Hi all, relitive newbie to the scene, but i've been into polishing/waxing my car for many years (up untill recently either the wrong way round or using a wax on heavily oxidized paint :wall:

But i've just given my 330 cab a coat of PB Natty's blue paste wax after i used AG UDS and i'm very impressed. I went with it for its ease of use more than anything. I hate waxes that take ages to rub on, then ages to buff off... not my thing. Anyway just a reccomendation from me that Natty's is damn good stuff, easy to use and gives a nice 'wet look' finish to my sapphire black paintwork. 

Cheers

Jay.


----------



## Claireeyy (Jul 20, 2009)

Yeh it's awesome wax.


----------



## Dipesh (Oct 12, 2007)

Smells the best out of the 3 too. One of my all time favs!


----------



## Avanti (Jan 17, 2006)

330ci said:


> Hi all, relitive newbie to the scene, but i've been into polishing/waxing my car for many years (up untill recently either the wrong way round or using a wax on heavily oxidized paint :wall:
> 
> But i've just given my 330 cab a coat of PB Natty's blue paste wax after i used AG UDS and i'm very impressed. I went with it for its ease of use more than anything. I hate waxes that take ages to rub on, then ages to buff off... not my thing. Anyway just a reccomendation from me that Natty's is damn good stuff, easy to use and gives a nice 'wet look' finish to my sapphire black paintwork.
> 
> ...


When you say after you used UDS, do you mean you applied some straight after or do you mean the previous product was UDS?
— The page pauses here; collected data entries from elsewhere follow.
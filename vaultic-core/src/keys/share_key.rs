// SPDX-FileCopyrightText: 2026 Vaultic Contributors
//
// SPDX-License-Identifier: GPL-3.0-or-later

//! Share Key Material
//!
//! A share owns an append-only, rotation-ordered set of symmetric keys.
//! The key with the highest `key_rotation` is authoritative for new
//! encryptions; every older rotation stays available for decrypting
//! historical revisions.

use thiserror::Error;

use crate::crypto::{
    decrypt, encrypt, EncryptionDomain, EncryptionError, KeyUnavailable, SymmetricKey,
};

/// Key management error types.
#[derive(Error, Debug)]
pub enum KeyError {
    #[error(transparent)]
    Unavailable(#[from] KeyUnavailable),

    #[error("share {0} has no keys")]
    MissingKeys(String),

    #[error("share {share_id} has no key for rotation {key_rotation}")]
    RotationNotFound { share_id: String, key_rotation: u64 },

    #[error("rotation {offered} does not advance past {current} for share {share_id}")]
    RotationNotAdvancing {
        share_id: String,
        current: u64,
        offered: u64,
    },

    #[error("crypto failure: {0}")]
    Crypto(#[from] EncryptionError),

    #[error("malformed key material: {0}")]
    Malformed(String),

    #[error("storage error: {0}")]
    Storage(#[from] crate::storage::StorageError),

    #[error("remote error: {0}")]
    Remote(#[from] crate::remote::RemoteError),
}

/// A decrypted share key for one rotation generation.
///
/// Immutable once issued by the server.
#[derive(Debug, Clone)]
pub struct ShareKey {
    pub share_id: String,
    pub key_rotation: u64,
    pub valid_since: i64,
    key: SymmetricKey,
}

impl ShareKey {
    pub fn new(
        share_id: impl Into<String>,
        key_rotation: u64,
        key: SymmetricKey,
        valid_since: i64,
    ) -> Self {
        ShareKey {
            share_id: share_id.into(),
            key_rotation,
            valid_since,
            key,
        }
    }

    /// The raw symmetric key for this rotation.
    pub fn key(&self) -> &SymmetricKey {
        &self.key
    }
}

/// A share key wrapped under the master key for local storage.
#[derive(Debug, Clone, PartialEq, Eq)]
pub struct EncryptedShareKey {
    pub share_id: String,
    pub key_rotation: u64,
    pub valid_since: i64,
    pub encrypted_key: Vec<u8>,
}

impl EncryptedShareKey {
    /// Wraps a share key under the master key.
    pub fn wrap(master: &SymmetricKey, key: &ShareKey) -> Result<Self, KeyError> {
        let encrypted_key = encrypt(master, key.key().as_bytes(), EncryptionDomain::ShareKeyWrap)?;
        Ok(EncryptedShareKey {
            share_id: key.share_id.clone(),
            key_rotation: key.key_rotation,
            valid_since: key.valid_since,
            encrypted_key,
        })
    }

    /// Unwraps this key with the master key.
    pub fn unwrap_with(&self, master: &SymmetricKey) -> Result<ShareKey, KeyError> {
        let raw = decrypt(master, &self.encrypted_key, EncryptionDomain::ShareKeyWrap)?;
        let bytes: [u8; 32] = raw
            .try_into()
            .map_err(|_| KeyError::Malformed(format!("share {} key length", self.share_id)))?;
        Ok(ShareKey::new(
            self.share_id.clone(),
            self.key_rotation,
            SymmetricKey::from_bytes(bytes),
            self.valid_since,
        ))
    }
}

/// Selects the authoritative key from a collection: strictly the highest
/// `key_rotation`, never insertion order or timestamp.
///
/// Fails with [`KeyError::MissingKeys`] on an empty collection.
pub fn select_latest<'a>(
    share_id: &str,
    keys: &'a [EncryptedShareKey],
) -> Result<&'a EncryptedShareKey, KeyError> {
    keys.iter()
        .max_by_key(|k| k.key_rotation)
        .ok_or_else(|| KeyError::MissingKeys(share_id.to_string()))
}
And a question for all nattys users, what is the durability like? ( I hate that question) does it last a good 8 weeks without QD or spray waxes? Just wondered why it gets over looked so much?


----------



## msb (Dec 20, 2009)

Avanti said:


> When you say after you used UDS, do you mean you applied some straight after or do you mean the previous product was UDS?
> 
> And a question for all nattys users, what is the durability like? ( I hate that question) does it last a good 8 weeks without QD or spray waxes? Just wondered why it gets over looked so much?
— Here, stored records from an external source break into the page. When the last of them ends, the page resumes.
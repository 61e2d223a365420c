//! Shared helpers for integration tests.

#![allow(dead_code)]

use std::sync::Arc;

use base64::engine::general_purpose::STANDARD as BASE64;
use base64::Engine as _;

use vaultic_core::item::{encrypt_content, encrypt_vault_meta, EncryptedItem};
use vaultic_core::keys::envelope;
use vaultic_core::remote::{ItemRevisionData, MockRemoteStore, ShareData, ShareKeyData};
use vaultic_core::{
    AddressKeyPair, ItemContent, ItemRevision, ItemState, MasterKeyProvider, ShareKey, Storage,
    SymmetricKey, VaultMetadata, CONTENT_FORMAT_VERSION,
};

pub const USER: &str = "user-1";

pub fn unlocked_provider() -> Arc<MasterKeyProvider> {
    Arc::new(MasterKeyProvider::unlocked(SymmetricKey::generate()))
}

pub fn test_storage(provider: &Arc<MasterKeyProvider>) -> Storage {
    Storage::in_memory(Arc::clone(provider)).unwrap()
}

pub fn share_key(share_id: &str, key_rotation: u64, vault_key: &SymmetricKey) -> ShareKey {
    ShareKey::new(share_id, key_rotation, vault_key.clone(), 1)
}

/// Seeds a share with its metadata and a rotation-1 vault key sealed to
/// the given address key, the way the server would deliver them.
pub fn seed_vault(
    remote: &MockRemoteStore,
    address: &AddressKeyPair,
    vault_key: &SymmetricKey,
    share_id: &str,
    name: &str,
) {
    let meta = VaultMetadata::new(name, "");
    let sealed_meta = encrypt_vault_meta(&meta, vault_key).unwrap();
    remote.seed_share(ShareData {
        share_id: share_id.to_string(),
        content: BASE64.encode(sealed_meta),
        content_format_version: CONTENT_FORMAT_VERSION,
        key_rotation: 1,
        create_time: 1,
    });

    let sealed_key = envelope::seal(&address.public_bytes(), vault_key.as_bytes()).unwrap();
    remote.seed_share_key(
        share_id,
        ShareKeyData {
            key_rotation: 1,
            key: BASE64.encode(sealed_key),
            valid_since: 1,
        },
    );
}

pub fn login_content(title: &str, username: &str) -> ItemContent {
    ItemContent::Login {
        title: title.to_string(),
        username: username.to_string(),
        password: "hunter2".to_string(),
        urls: Vec::new(),
        totp_uri: None,
        note: String::new(),
    }
}

/// A wire revision sealed under the share's rotation-1 vault key.
pub fn item_data(
    share_id: &str,
    vault_key: &SymmetricKey,
    item_id: &str,
    revision: u64,
    title: &str,
    username: &str,
) -> ItemRevisionData {
    let content = login_content(title, username);
    let sealed = encrypt_content(&content, &share_key(share_id, 1, vault_key)).unwrap();
    ItemRevisionData {
        item_id: item_id.to_string(),
        revision,
        content_format_version: CONTENT_FORMAT_VERSION,
        key_rotation: 1,
        content: BASE64.encode(sealed),
        item_key: None,
        state: 1,
        alias_email: None,
        pinned: false,
        create_time: 1,
        modify_time: revision as i64,
        last_use_time: None,
    }
}

/// A cache row as reconciliation would have produced it.
pub fn cache_row(
    storage: &Storage,
    share_id: &str,
    item_id: &str,
    revision: u64,
    content: &ItemContent,
) -> EncryptedItem {
    EncryptedItem {
        share_id: share_id.to_string(),
        revision: ItemRevision {
            item_id: item_id.to_string(),
            revision,
            content_format_version: CONTENT_FORMAT_VERSION,
            key_rotation: 1,
            content: Vec::new(),
            item_key: None,
            state: ItemState::Active,
            alias_email: None,
            pinned: false,
            create_time: 1,
            modify_time: revision as i64,
            last_use_time: None,
        },
        encrypted_content: storage.encrypt_item_content(content).unwrap(),
        is_login_item: content.is_login(),
    }
}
you should see about 8 weeks form nattys, exp sealant underneath works well for a bit more longevity, got me through last winter waxing about every six weeks or so:thumb:


----------



## millns84 (Jul 5, 2009)

8 weeks plus without QD's. Still going on the V70 after 11 weeks, but that's with QD top ups, although I admit it's only been washed 4 times since 3rd July!


----------



## MidlandsCarCare (Feb 18, 2006)

I have a pot and I've only sniffed it.

Looks like one to try. Can't knock the price at all!!


----------



## d.g (Jul 13, 2010)

I have actually just had 4 weeks of Nattys on my car, found it had lost some of the gloss but after washing there was good evidence the wax was still going strong, I wouldnt want to leave it without another coat though.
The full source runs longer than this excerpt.